YOUR GOAL — List, from the lines below, each one with "alice" in it.

#### DATA LISTING

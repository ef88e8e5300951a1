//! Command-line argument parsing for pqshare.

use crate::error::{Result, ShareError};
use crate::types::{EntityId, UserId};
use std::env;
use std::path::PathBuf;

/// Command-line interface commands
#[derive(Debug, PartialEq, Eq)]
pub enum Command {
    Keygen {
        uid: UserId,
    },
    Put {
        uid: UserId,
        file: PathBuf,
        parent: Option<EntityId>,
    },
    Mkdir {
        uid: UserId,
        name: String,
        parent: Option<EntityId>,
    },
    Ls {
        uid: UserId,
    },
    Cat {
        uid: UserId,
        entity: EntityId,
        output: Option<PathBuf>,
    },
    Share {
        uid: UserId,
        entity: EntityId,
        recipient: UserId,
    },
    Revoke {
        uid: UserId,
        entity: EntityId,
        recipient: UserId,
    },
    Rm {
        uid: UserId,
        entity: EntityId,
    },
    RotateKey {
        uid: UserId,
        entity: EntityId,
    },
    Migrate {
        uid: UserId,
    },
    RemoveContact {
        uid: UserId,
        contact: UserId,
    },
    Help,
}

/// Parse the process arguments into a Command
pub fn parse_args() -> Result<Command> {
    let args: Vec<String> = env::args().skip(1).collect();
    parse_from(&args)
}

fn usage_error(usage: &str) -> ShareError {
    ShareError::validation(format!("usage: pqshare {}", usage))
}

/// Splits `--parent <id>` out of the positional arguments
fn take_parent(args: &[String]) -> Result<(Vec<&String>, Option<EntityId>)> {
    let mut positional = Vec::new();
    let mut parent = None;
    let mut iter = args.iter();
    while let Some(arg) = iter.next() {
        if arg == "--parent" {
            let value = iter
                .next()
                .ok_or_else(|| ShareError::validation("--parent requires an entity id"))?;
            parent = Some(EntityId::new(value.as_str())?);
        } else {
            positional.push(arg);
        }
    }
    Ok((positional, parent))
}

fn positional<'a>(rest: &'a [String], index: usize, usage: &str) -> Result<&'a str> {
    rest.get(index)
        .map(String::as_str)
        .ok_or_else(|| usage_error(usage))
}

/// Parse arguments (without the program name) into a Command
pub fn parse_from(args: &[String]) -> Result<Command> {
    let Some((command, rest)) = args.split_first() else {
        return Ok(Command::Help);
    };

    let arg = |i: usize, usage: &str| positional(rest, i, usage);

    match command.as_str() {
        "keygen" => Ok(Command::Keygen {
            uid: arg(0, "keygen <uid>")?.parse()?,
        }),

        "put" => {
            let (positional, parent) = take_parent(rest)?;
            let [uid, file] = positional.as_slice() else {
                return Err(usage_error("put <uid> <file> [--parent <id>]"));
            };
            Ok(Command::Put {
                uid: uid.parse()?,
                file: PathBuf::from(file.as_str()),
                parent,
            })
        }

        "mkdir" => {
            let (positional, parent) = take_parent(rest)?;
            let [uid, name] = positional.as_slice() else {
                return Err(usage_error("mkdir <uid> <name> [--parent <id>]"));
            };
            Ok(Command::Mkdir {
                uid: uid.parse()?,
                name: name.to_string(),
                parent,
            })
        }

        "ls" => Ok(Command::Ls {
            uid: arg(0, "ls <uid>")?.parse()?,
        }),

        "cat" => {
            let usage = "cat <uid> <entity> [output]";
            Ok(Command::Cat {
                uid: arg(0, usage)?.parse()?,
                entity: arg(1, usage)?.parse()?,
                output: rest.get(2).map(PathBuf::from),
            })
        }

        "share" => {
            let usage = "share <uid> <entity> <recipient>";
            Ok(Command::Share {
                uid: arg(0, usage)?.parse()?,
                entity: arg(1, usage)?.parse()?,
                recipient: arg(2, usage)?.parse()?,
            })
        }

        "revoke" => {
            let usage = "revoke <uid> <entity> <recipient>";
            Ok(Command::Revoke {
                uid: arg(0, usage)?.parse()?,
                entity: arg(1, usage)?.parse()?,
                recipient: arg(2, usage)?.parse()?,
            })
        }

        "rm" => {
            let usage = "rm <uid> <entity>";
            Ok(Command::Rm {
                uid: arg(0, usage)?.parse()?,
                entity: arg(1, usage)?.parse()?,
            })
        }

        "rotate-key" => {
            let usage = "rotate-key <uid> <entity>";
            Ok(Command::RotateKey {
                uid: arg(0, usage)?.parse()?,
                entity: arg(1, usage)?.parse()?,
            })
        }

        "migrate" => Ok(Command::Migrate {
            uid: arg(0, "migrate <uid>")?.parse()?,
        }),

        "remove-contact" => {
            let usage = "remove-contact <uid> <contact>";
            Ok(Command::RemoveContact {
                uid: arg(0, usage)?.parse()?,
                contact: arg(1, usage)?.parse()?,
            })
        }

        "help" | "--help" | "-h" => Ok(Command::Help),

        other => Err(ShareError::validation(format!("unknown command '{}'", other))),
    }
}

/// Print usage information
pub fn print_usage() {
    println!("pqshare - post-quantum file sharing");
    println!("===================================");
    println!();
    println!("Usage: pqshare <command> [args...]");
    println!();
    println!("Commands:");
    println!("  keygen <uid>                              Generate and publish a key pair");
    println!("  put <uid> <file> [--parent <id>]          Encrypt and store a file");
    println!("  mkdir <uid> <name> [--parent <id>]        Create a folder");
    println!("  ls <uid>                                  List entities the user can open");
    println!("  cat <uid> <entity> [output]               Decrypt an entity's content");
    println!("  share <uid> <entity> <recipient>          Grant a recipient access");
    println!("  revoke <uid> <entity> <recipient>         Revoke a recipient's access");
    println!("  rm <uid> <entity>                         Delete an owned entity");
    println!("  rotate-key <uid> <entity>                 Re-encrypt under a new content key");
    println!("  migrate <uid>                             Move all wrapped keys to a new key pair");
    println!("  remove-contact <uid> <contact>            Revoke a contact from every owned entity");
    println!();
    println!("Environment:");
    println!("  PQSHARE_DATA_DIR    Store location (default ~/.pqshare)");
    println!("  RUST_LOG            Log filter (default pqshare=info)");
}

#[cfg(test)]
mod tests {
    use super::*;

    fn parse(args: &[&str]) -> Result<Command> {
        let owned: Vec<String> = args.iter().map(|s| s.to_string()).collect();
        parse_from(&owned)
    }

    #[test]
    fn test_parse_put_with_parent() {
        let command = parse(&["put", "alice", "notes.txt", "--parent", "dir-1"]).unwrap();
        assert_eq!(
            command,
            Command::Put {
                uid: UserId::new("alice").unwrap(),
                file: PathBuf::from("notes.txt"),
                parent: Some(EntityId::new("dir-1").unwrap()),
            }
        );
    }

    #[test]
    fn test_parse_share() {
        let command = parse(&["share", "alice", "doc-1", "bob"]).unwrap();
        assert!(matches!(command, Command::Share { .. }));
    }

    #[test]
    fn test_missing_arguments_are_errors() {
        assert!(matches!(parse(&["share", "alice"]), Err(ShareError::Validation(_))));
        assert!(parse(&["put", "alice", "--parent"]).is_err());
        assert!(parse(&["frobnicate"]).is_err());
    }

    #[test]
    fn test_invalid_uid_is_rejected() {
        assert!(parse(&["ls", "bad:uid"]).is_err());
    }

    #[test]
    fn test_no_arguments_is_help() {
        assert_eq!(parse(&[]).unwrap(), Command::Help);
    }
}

########
#### DATA LISTING

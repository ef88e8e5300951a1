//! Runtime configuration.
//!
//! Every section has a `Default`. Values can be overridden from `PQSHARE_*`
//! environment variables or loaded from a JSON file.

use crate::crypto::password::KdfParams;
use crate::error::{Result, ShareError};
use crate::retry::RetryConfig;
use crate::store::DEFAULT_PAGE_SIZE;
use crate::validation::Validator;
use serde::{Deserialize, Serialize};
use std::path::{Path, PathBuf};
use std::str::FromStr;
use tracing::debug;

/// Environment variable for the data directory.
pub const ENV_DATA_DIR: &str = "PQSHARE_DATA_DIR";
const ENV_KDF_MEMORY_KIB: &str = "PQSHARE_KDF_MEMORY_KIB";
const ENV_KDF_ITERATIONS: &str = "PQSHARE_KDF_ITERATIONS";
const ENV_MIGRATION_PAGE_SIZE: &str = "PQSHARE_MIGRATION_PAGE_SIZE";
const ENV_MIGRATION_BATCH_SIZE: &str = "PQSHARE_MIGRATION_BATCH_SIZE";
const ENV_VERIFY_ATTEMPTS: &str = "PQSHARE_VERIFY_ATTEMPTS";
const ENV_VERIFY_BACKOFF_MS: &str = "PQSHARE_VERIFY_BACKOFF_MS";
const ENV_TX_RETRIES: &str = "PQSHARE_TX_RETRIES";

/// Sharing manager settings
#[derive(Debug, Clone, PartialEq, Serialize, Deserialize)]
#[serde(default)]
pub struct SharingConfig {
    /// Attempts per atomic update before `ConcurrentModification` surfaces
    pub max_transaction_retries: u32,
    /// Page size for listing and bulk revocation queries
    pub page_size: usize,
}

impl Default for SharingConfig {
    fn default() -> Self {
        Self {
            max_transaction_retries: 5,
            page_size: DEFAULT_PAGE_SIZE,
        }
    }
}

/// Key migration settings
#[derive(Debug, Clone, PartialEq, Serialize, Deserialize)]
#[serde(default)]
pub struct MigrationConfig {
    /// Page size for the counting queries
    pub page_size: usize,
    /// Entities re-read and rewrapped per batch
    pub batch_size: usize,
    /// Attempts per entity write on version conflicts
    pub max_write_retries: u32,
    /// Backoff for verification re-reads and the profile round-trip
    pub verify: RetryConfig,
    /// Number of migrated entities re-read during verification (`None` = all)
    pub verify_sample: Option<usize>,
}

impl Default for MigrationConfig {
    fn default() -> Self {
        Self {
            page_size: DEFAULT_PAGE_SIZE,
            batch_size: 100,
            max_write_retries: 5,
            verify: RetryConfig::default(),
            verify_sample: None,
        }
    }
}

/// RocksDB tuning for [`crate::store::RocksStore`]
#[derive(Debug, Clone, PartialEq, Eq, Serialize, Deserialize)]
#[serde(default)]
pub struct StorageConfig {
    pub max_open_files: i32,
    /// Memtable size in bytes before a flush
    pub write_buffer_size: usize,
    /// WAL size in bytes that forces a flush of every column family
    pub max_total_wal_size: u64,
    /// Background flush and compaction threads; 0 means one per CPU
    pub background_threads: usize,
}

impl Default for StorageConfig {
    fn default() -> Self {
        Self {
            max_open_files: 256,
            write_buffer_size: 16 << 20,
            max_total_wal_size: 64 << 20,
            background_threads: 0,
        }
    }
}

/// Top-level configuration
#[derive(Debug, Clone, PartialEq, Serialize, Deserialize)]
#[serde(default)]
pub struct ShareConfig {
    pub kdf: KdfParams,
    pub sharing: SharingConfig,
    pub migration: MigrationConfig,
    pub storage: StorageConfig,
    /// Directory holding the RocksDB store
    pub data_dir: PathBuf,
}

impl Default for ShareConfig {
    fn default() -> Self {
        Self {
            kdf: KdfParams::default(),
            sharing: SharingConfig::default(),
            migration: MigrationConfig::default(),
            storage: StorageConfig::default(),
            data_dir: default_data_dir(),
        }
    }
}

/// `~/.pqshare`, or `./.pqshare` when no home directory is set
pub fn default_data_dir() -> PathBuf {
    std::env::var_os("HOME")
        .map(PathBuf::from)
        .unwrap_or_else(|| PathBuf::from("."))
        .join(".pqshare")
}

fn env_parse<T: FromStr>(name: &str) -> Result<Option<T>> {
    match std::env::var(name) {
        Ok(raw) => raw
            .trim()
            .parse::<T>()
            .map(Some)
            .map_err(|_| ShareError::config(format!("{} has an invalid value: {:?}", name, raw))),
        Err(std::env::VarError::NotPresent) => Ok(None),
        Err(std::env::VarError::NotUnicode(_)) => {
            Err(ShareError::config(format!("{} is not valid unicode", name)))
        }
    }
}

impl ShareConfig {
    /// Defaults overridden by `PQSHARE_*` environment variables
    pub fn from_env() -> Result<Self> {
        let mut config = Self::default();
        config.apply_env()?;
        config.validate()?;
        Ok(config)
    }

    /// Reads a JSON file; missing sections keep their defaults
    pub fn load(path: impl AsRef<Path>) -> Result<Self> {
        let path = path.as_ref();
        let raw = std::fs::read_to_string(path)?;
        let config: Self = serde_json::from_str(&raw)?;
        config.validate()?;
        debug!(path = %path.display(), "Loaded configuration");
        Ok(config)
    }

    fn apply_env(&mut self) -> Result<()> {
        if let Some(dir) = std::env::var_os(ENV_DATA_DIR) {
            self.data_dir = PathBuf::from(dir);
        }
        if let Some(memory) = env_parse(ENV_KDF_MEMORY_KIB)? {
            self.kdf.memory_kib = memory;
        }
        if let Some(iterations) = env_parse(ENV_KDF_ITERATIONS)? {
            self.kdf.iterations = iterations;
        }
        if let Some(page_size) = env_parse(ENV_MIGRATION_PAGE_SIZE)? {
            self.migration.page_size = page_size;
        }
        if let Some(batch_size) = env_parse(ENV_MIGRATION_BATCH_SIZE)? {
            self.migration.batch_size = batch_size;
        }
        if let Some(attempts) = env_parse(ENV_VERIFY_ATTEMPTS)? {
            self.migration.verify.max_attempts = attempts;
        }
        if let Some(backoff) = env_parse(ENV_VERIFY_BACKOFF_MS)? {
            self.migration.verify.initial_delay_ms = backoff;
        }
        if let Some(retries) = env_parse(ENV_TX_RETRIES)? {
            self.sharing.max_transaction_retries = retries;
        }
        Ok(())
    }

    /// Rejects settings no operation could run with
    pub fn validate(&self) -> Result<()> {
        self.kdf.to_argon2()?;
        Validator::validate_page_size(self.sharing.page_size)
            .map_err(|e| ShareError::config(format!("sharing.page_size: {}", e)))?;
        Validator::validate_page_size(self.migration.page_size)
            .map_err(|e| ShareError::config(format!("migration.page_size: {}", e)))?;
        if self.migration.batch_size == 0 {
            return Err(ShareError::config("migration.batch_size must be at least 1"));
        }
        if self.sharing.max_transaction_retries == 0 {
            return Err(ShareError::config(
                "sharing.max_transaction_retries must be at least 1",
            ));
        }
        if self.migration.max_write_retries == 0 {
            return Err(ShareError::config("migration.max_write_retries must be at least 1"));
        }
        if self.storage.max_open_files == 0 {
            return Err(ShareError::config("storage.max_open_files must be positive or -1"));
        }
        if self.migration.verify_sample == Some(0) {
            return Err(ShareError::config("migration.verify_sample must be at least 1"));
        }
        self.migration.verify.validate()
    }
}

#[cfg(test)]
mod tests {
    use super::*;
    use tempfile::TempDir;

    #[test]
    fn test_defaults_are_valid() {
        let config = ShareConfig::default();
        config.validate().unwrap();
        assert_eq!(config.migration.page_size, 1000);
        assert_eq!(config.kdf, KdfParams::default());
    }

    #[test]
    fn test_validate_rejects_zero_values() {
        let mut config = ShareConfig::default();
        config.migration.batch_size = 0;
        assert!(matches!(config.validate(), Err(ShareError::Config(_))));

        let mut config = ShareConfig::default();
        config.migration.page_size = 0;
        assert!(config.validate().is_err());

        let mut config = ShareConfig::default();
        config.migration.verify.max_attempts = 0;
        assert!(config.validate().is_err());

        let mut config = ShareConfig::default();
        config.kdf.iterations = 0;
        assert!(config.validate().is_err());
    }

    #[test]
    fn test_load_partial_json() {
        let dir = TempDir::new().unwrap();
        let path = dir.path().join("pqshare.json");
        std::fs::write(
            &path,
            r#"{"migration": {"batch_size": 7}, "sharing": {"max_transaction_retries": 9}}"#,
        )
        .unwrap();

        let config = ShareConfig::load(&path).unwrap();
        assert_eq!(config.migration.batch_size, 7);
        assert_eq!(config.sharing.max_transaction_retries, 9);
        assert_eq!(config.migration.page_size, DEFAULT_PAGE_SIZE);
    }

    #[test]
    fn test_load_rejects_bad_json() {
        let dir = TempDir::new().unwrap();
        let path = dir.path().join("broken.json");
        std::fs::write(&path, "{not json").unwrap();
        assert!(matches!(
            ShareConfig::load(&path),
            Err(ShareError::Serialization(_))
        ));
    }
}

########

EXPECTED ANSWER —
        let command = parse(&["put", "alice", "notes.txt", "--parent", "dir-1"]).unwrap();
                uid: UserId::new("alice").unwrap(),
        let command = parse(&["share", "alice", "doc-1", "bob"]).unwrap();
        assert!(matches!(parse(&["share", "alice"]), Err(ShareError::Validation(_))));
        assert!(parse(&["put", "alice", "--parent"]).is_err());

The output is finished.